Chell noted that it is important that any data gathered in this way is used to get population samples and not to profile individuals and single them out of a crowd. “If health monitoring is done [as a path to] identification, designed to find specific individuals, I suspect people are going to be really uncomfortable about that,” he said. “However, if you’re doing it to monitor and protect, or understand health trends and things like that, I think people are okay with it. [Or more okay than] standing in line and having a probe stuck on their forehead.”
This is where questions will be asked about the difference between the technology itself and its applications. Certainly, it’s desirable to imagine non-invasive or disruptive ways of tracking the spread of a virus so as to keep people safe. But such technologies could also be open to abuse; particularly in parts of the world where state surveillance is used to control, intimidate, or persecute certain populations.
Nonetheless, the fact that these technologies exist and are now readily available means that people need to be aware of what they can do — both negatively and positively. Chell gives the parallel example of the smartphone.
“Fifteen years ago, if someone said that you were going to have a device that you carry around with you everywhere, that you put beside your bed at night, that would tell anyone who wants to access it where you’ve been all day, how long you’ve spent there, exactly which sites you’ve been on, that would profile you for advertising, and that you’d voluntary give permission to do any and all of that, [most people would just] say ‘forget it,’” he said. “And yet just about every one of us does it.”

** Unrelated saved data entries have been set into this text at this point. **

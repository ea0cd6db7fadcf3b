//! Object-graph walking for the solution and for-each resolvers
//!
//! Types describe themselves as dotted-path leaves through `Walkable`.
//! The `Walker` keeps the current path, records every reported value whose
//! path matches a pending key, and refuses to descend past a depth guard.
//!
//! Path segments:
//! - object fields → `.name`
//! - dictionary entries → `[key]`
//! - list elements → `[index]`, with the whole list also reported at the
//!   parent path so both `items` and `items[0].name` resolve

use std::collections::{BTreeMap, HashMap};

use rustc_hash::{FxHashMap, FxHashSet};
use tracing::debug;

use super::value::Value;

/// Capability to describe self as path-addressable values
pub trait Walkable {
    fn walk(&self, walker: &mut Walker<'_>);
}

#[derive(Debug, Clone)]
pub enum Segment<'s> {
    Field(&'s str),
    Entry(&'s str),
    Index(usize),
}

pub struct Walker<'p> {
    pending: &'p FxHashSet<String>,
    max_depth: usize,
    path: String,
    depth: usize,
    found: FxHashMap<String, Value>,
}

impl<'p> Walker<'p> {
    /// `pending` holds lower-cased paths relative to the walked root
    pub fn new(pending: &'p FxHashSet<String>, max_depth: usize) -> Self {
        Self {
            pending,
            max_depth,
            path: String::new(),
            depth: 0,
            found: FxHashMap::default(),
        }
    }

    /// Walk `root` and return every pending path it produced
    pub fn collect(
        root: &dyn Walkable,
        pending: &FxHashSet<String>,
        max_depth: usize,
    ) -> FxHashMap<String, Value> {
        if pending.is_empty() {
            return FxHashMap::default();
        }
        let mut walker = Walker::new(pending, max_depth);
        root.walk(&mut walker);
        walker.found
    }

    /// Current path (as built from segments)
    pub fn path(&self) -> &str {
        &self.path
    }

    /// Report the value at the current path
    pub fn report(&mut self, value: Value) {
        if self.path.is_empty() {
            return;
        }
        let key = self.path.to_lowercase();
        if self.pending.contains(&key) {
            self.found.entry(key).or_insert(value);
        }
    }

    fn wanted(&self, prefix: &str) -> bool {
        self.pending.iter().any(|p| p.starts_with(prefix))
    }

    /// Descend into a child under `segment`
    pub fn descend(&mut self, segment: Segment<'_>, child: &dyn Walkable) {
        if self.depth >= self.max_depth {
            debug!(path = %self.path, depth = self.depth, "walk depth guard reached");
            return;
        }

        let saved_len = self.path.len();
        match segment {
            Segment::Field(name) => {
                if !self.path.is_empty() {
                    self.path.push('.');
                }
                self.path.push_str(name);
            }
            Segment::Entry(key) => {
                self.path.push('[');
                self.path.push_str(key);
                self.path.push(']');
            }
            Segment::Index(i) => {
                self.path.push('[');
                self.path.push_str(&i.to_string());
                self.path.push(']');
            }
        }

        if self.wanted(&self.path.to_lowercase()) {
            self.depth += 1;
            child.walk(self);
            self.depth -= 1;
        }
        self.path.truncate(saved_len);
    }

    pub fn field(&mut self, name: &str, child: &dyn Walkable) {
        self.descend(Segment::Field(name), child);
    }

    pub fn entry(&mut self, key: &str, child: &dyn Walkable) {
        self.descend(Segment::Entry(key), child);
    }

    pub fn index(&mut self, i: usize, child: &dyn Walkable) {
        self.descend(Segment::Index(i), child);
    }

    /// Leaf field shorthand: `.name = value`
    pub fn leaf(&mut self, name: &str, value: Value) {
        self.field(name, &value);
    }

    /// List field: the whole collection at `.name`, then `.name[i]` per element
    pub fn list<T>(&mut self, name: &str, items: &[T])
    where
        T: Walkable + Into<Value> + Clone,
    {
        let whole = Value::List(items.iter().cloned().map(Into::into).collect());
        self.field(name, &whole);
    }
}

impl Walkable for Value {
    fn walk(&self, walker: &mut Walker<'_>) {
        match self {
            Value::List(items) => {
                walker.report(self.clone());
                for (i, item) in items.iter().enumerate() {
                    walker.index(i, item);
                }
            }
            Value::Map(map) => {
                walker.report(self.clone());
                for (k, v) in map {
                    walker.field(k, v);
                }
            }
            Value::Json(json) => json.walk(walker),
            Value::Null => {}
            other => walker.report(other.clone()),
        }
    }
}

impl Walkable for serde_json::Value {
    fn walk(&self, walker: &mut Walker<'_>) {
        match self {
            serde_json::Value::Array(items) => {
                walker.report(Value::from(self.clone()));
                for (i, item) in items.iter().enumerate() {
                    walker.index(i, item);
                }
            }
            serde_json::Value::Object(map) => {
                walker.report(Value::from(self.clone()));
                for (k, v) in map {
                    walker.field(k, v);
                }
            }
            serde_json::Value::Null => {}
            other => walker.report(Value::from(other.clone())),
        }
    }
}

impl<T: Walkable> Walkable for Vec<T> {
    fn walk(&self, walker: &mut Walker<'_>) {
        for (i, item) in self.iter().enumerate() {
            walker.index(i, item);
        }
    }
}

impl<T: Walkable> Walkable for BTreeMap<String, T> {
    fn walk(&self, walker: &mut Walker<'_>) {
        for (k, v) in self {
            walker.entry(k, v);
        }
    }
}

impl<T: Walkable> Walkable for HashMap<String, T> {
    fn walk(&self, walker: &mut Walker<'_>) {
        for (k, v) in self {
            walker.entry(k, v);
        }
    }
}

impl Walkable for String {
    fn walk(&self, walker: &mut Walker<'_>) {
        walker.report(Value::String(self.clone()));
    }
}
//! Phase-change memory cost model.
//!
//! Byte-addressable: every access costs one flat device latency regardless of
//! its size, and there is no erase-before-write, so overwrite == write.

use crate::error::{SimError, SimResult};
use serde::{Deserialize, Serialize};

#[derive(Debug, Clone, PartialEq, Serialize, Deserialize)]
#[serde(default)]
pub struct PcmSpec {
    pub name: String,
    /// Write unit used for wear accounting
    pub page_size: usize,
    pub read_time: f64,
    pub write_time: f64,
}

impl Default for PcmSpec {
    fn default() -> Self {
        Self {
            name: "PCM:Generic".to_string(),
            page_size: 64,
            read_time: 0.000_000_3,
            write_time: 0.000_001_5,
        }
    }
}

impl PcmSpec {
    pub fn validate(&self) -> SimResult<()> {
        if self.page_size == 0 {
            return Err(SimError::InvalidConfig("PCM page size must be > 0".to_string()));
        }
        if [self.read_time, self.write_time]
            .iter()
            .any(|t| !t.is_finite() || *t < 0.0)
        {
            return Err(SimError::InvalidConfig(
                "PCM timings must be finite and non-negative".to_string(),
            ));
        }
        Ok(())
    }
}

#[derive(Debug, Clone, PartialEq)]
pub struct MemoryModelPcm {
    spec: PcmSpec,
    memory_wear_out: u64,
}

impl MemoryModelPcm {
    pub fn new(spec: PcmSpec) -> SimResult<Self> {
        spec.validate()?;
        Ok(Self {
            spec,
            memory_wear_out: 0,
        })
    }

    pub fn read_bytes(&self, bytes: usize) -> f64 {
        if bytes == 0 { 0.0 } else { self.spec.read_time }
    }

    pub fn write_bytes(&mut self, bytes: usize) -> f64 {
        if bytes == 0 {
            return 0.0;
        }
        let units = bytes.div_ceil(self.spec.page_size);
        self.memory_wear_out += (units * self.spec.page_size) as u64;
        self.spec.write_time
    }

    pub fn overwrite_bytes(&mut self, bytes: usize) -> f64 {
        self.write_bytes(bytes)
    }

    pub fn spec(&self) -> &PcmSpec {
        &self.spec
    }

    pub fn model_name(&self) -> &str {
        &self.spec.name
    }

    pub fn page_size(&self) -> usize {
        self.spec.page_size
    }

    pub fn read_time(&self) -> f64 {
        self.spec.read_time
    }

    pub fn write_time(&self) -> f64 {
        self.spec.write_time
    }

    pub fn memory_wear_out(&self) -> u64 {
        self.memory_wear_out
    }
}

The reason for this, he opined, is that there is a positive value exchange. As the cultural theorist Paul Virilio once observed: the inventor of the ship is also the inventor of the shipwreck. We need to weigh up whether the potential of shipwrecks is sufficiently offset by the value of having ships. As Chell said, if unmanned aerial vehicles (UAVs) follow the smartphone model in terms of perceived usefulness, it won’t be long before health-monitoring drones are not only omnipresent; they’ll also be taken for granted.
“[Perhaps one day for our kids] to think that there weren’t always drones that do health-monitoring will just sound crazy,” he said. He adopts the voice of a hypothetical future teenager. “‘Can you imagine a world where the government doesn’t know how healthy your heart is at any given moment?’ That will be completely foreign to them.”